The output is the lines below from the one with "return ID_PLATFORM_SCORE;" through the one with "fn fallback_bottom_row(nodes: &[UiNode], intent: DialogIntent)", both included, printed exactly and with no other line.

╭─ Available records

//! Picks which on-screen control enacts an approve or deny decision.
//!
//! Scoring is keyword based. Resource identifiers beat visible text because
//! platform permission ids do not change with the locale.

use std::cmp::Ordering;
use unicode_normalization::char::is_combining_mark;
use unicode_normalization::UnicodeNormalization;

use super::nodes::UiNode;

/// Which decision the tap should enact.
#[derive(Debug, Clone, Copy, PartialEq, Eq)]
pub enum DialogIntent {
    Approve,
    Deny,
}

/// Vertical band (pixels) above the lowest row that still counts as the
/// bottom action row in fallback mode.
pub const BOTTOM_ROW_BAND: i32 = 160;

const TEXT_EXACT_SCORE: i32 = 80;
const TEXT_CONTAINS_SCORE: i32 = 50;
const ID_PLATFORM_SCORE: i32 = 100;
const ID_GENERIC_SCORE: i32 = 90;
const NON_BUTTON_PENALTY: i32 = 40;

const APPROVE_TEXT: &[&str] = &[
    "allow",
    "while using the app",
    "only this time",
    "allow all the time",
    "allow only while using the app",
    "ok",
    "accept",
    "agree",
    "continue",
    "confirm",
    "grant",
    "yes",
    "turn on",
    "允许",
    "仅在使用中允许",
    "仅使用期间允许",
    "本次运行允许",
    "始终允许",
    "确定",
    "同意",
    "permitir",
    "autoriser",
    "zulassen",
    "erlauben",
    "consenti",
    "permitir somente desta vez",
];

const DENY_TEXT: &[&str] = &[
    "deny",
    "don't allow",
    "dont allow",
    "do not allow",
    "don't allow again",
    "reject",
    "decline",
    "cancel",
    "no thanks",
    "not now",
    "no",
    "拒绝",
    "不允许",
    "禁止",
    "取消",
    "denegar",
    "no permitir",
    "refuser",
    "ne pas autoriser",
    "ablehnen",
    "nicht zulassen",
    "rifiuta",
];

const APPROVE_ID_PLATFORM: &[&str] = &[
    "permission_allow_button",
    "permission_allow_foreground_only_button",
    "permission_allow_one_time_button",
    "permission_allow_always_button",
    "permission_allow_all_button",
    "permission_allow_selected_button",
];

const DENY_ID_PLATFORM: &[&str] = &[
    "permission_deny_button",
    "permission_deny_and_dont_ask_again_button",
    "permission_no_upgrade_button",
    "permission_no_upgrade_and_dont_ask_again_button",
];

const APPROVE_ID_GENERIC: &[&str] = &["button1", "allow", "accept", "positive", "confirm", "ok_button"];
const DENY_ID_GENERIC: &[&str] = &[
    "button2",
    "deny",
    "reject",
    "negative",
    "cancel",
    "dont_allow",
    "not_allow",
];

/// Lower-case and strip combining marks so "Autorisér" matches "autoriser".
pub fn fold_text(raw: &str) -> String {
    raw.nfd()
        .filter(|c| !is_combining_mark(*c))
        .collect::<String>()
        .to_lowercase()
        .replace('\u{2019}', "'")
        .trim()
        .to_string()
}

fn keyword_score(folded: &str, keywords: &[&str]) -> i32 {
    if folded.is_empty() {
        return 0;
    }
    keywords
        .iter()
        .map(|kw| {
            if folded == *kw {
                TEXT_EXACT_SCORE
            } else if kw.len() > 2 && contains_phrase(folded, kw) {
                TEXT_CONTAINS_SCORE
            } else {
                0
            }
        })
        .max()
        .unwrap_or(0)
}

/// Phrase match that does not fire inside a longer word ("no" in "know").
fn contains_phrase(haystack: &str, phrase: &str) -> bool {
    haystack.match_indices(phrase).any(|(start, _)| {
        let before = haystack[..start].chars().next_back();
        let after = haystack[start + phrase.len()..].chars().next();
        let is_word = |c: Option<char>| c.map(|c| c.is_alphanumeric() && c.is_ascii()).unwrap_or(false);
        !is_word(before) && !is_word(after)
    })
}

fn text_score(node: &UiNode, intent: DialogIntent) -> i32 {
    let folded = fold_text(&node.label());
    let approve = keyword_score(&folded, APPROVE_TEXT);
    let deny = keyword_score(&folded, DENY_TEXT);
    match intent {
        // "Don't allow" contains "allow": a deny match vetoes the approve match
        DialogIntent::Approve if deny >= approve => 0,
        DialogIntent::Approve => approve,
        DialogIntent::Deny if approve > deny => 0,
        DialogIntent::Deny => deny,
    }
}

fn id_score(node: &UiNode, intent: DialogIntent) -> i32 {
    let id = node.resource_id.to_lowercase();
    if id.is_empty() {
        return 0;
    }
    let name = id.rsplit('/').next().unwrap_or(&id);
    let (platform, opposite_platform, generic) = match intent {
        DialogIntent::Approve => (APPROVE_ID_PLATFORM, DENY_ID_PLATFORM, APPROVE_ID_GENERIC),
        DialogIntent::Deny => (DENY_ID_PLATFORM, APPROVE_ID_PLATFORM, DENY_ID_GENERIC),
    };
    if platform.iter().any(|p| name == *p) {
        return ID_PLATFORM_SCORE;
    }
    if opposite_platform.iter().any(|p| name == *p) {
        return 0;
    }
    // "dont_allow" contains "allow": a deny id vetoes the approve match
    if intent == DialogIntent::Approve && DENY_ID_GENERIC.iter().any(|g| name.contains(g)) {
        return 0;
    }
    if generic.iter().any(|g| name.contains(g)) {
        ID_GENERIC_SCORE
    } else {
        0
    }
}

/// Score a single node for the given intent.
pub fn score_node(node: &UiNode, intent: DialogIntent) -> i32 {
    let base = text_score(node, intent).max(id_score(node, intent));
    if base > 0 && !node.clickable && !node.is_button_class() {
        base - NON_BUTTON_PENALTY
    } else {
        base
    }
}

/// Directional preference: primary actions sit on the right, secondary ones
/// on the left. Returns `Less` when `a` should be chosen over `b`.
fn directional(a: &UiNode, b: &UiNode, intent: DialogIntent) -> Ordering {
    let (ax, ay) = a.bounds.center();
    let (bx, by) = b.bounds.center();
    let horizontal = match intent {
        DialogIntent::Approve => bx.cmp(&ax),
        DialogIntent::Deny => ax.cmp(&bx),
    };
    horizontal.then(by.cmp(&ay))
}

/// Choose the node to tap for `intent`, or `None` when nothing fits.
pub fn resolve_button(nodes: &[UiNode], intent: DialogIntent) -> Option<&UiNode> {
    let mut scored: Vec<(usize, i32, &UiNode)> = nodes
        .iter()
        .enumerate()
        .filter(|(_, n)| n.enabled)
        .map(|(i, n)| (i, score_node(n, intent), n))
        .filter(|(_, score, _)| *score > 0)
        .collect();

    if !scored.is_empty() {
        scored.sort_by(|(ia, sa, a), (ib, sb, b)| {
            sb.cmp(sa)
                .then_with(|| directional(a, b, intent))
                .then(ia.cmp(ib))
        });
        return scored.first().map(|(_, _, n)| *n);
    }

    fallback_bottom_row(nodes, intent)
}

fn fallback_bottom_row(nodes: &[UiNode], intent: DialogIntent) -> Option<&UiNode> {
    let candidates: Vec<(usize, &UiNode)> = nodes
        .iter()
        .enumerate()
        .filter(|(_, n)| n.enabled && (n.clickable || n.is_button_class()))
        .collect();
    let max_top = candidates.iter().map(|(_, n)| n.bounds.top).max()?;

    let mut row: Vec<(usize, &UiNode)> = candidates
        .into_iter()
        .filter(|(_, n)| n.bounds.top >= max_top.saturating_sub(BOTTOM_ROW_BAND))
        .collect();
    row.sort_by(|(ia, a), (ib, b)| directional(a, b, intent).then(ia.cmp(ib)));
    row.first().map(|(_, n)| *n)
}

╰─

## The answer
        return ID_PLATFORM_SCORE;
    }
    if opposite_platform.iter().any(|p| name == *p) {
        return 0;
    }
    // "dont_allow" contains "allow": a deny id vetoes the approve match
    if intent == DialogIntent::Approve && DENY_ID_GENERIC.iter().any(|g| name.contains(g)) {
        return 0;
    }
    if generic.iter().any(|g| name.contains(g)) {
        ID_GENERIC_SCORE
    } else {
        0
    }
}

/// Score a single node for the given intent.
pub fn score_node(node: &UiNode, intent: DialogIntent) -> i32 {
    let base = text_score(node, intent).max(id_score(node, intent));
    if base > 0 && !node.clickable && !node.is_button_class() {
        base - NON_BUTTON_PENALTY
    } else {
        base
    }
}

/// Directional preference: primary actions sit on the right, secondary ones
/// on the left. Returns `Less` when `a` should be chosen over `b`.
fn directional(a: &UiNode, b: &UiNode, intent: DialogIntent) -> Ordering {
    let (ax, ay) = a.bounds.center();
    let (bx, by) = b.bounds.center();
    let horizontal = match intent {
        DialogIntent::Approve => bx.cmp(&ax),
        DialogIntent::Deny => ax.cmp(&bx),
    };
    horizontal.then(by.cmp(&ay))
}

/// Choose the node to tap for `intent`, or `None` when nothing fits.
pub fn resolve_button(nodes: &[UiNode], intent: DialogIntent) -> Option<&UiNode> {
    let mut scored: Vec<(usize, i32, &UiNode)> = nodes
        .iter()
        .enumerate()
        .filter(|(_, n)| n.enabled)
        .map(|(i, n)| (i, score_node(n, intent), n))
        .filter(|(_, score, _)| *score > 0)
        .collect();

    if !scored.is_empty() {
        scored.sort_by(|(ia, sa, a), (ib, sb, b)| {
            sb.cmp(sa)
                .then_with(|| directional(a, b, intent))
                .then(ia.cmp(ib))
        });
        return scored.first().map(|(_, _, n)| *n);
    }

    fallback_bottom_row(nodes, intent)
}

fn fallback_bottom_row(nodes: &[UiNode], intent: DialogIntent) -> Option<&UiNode> {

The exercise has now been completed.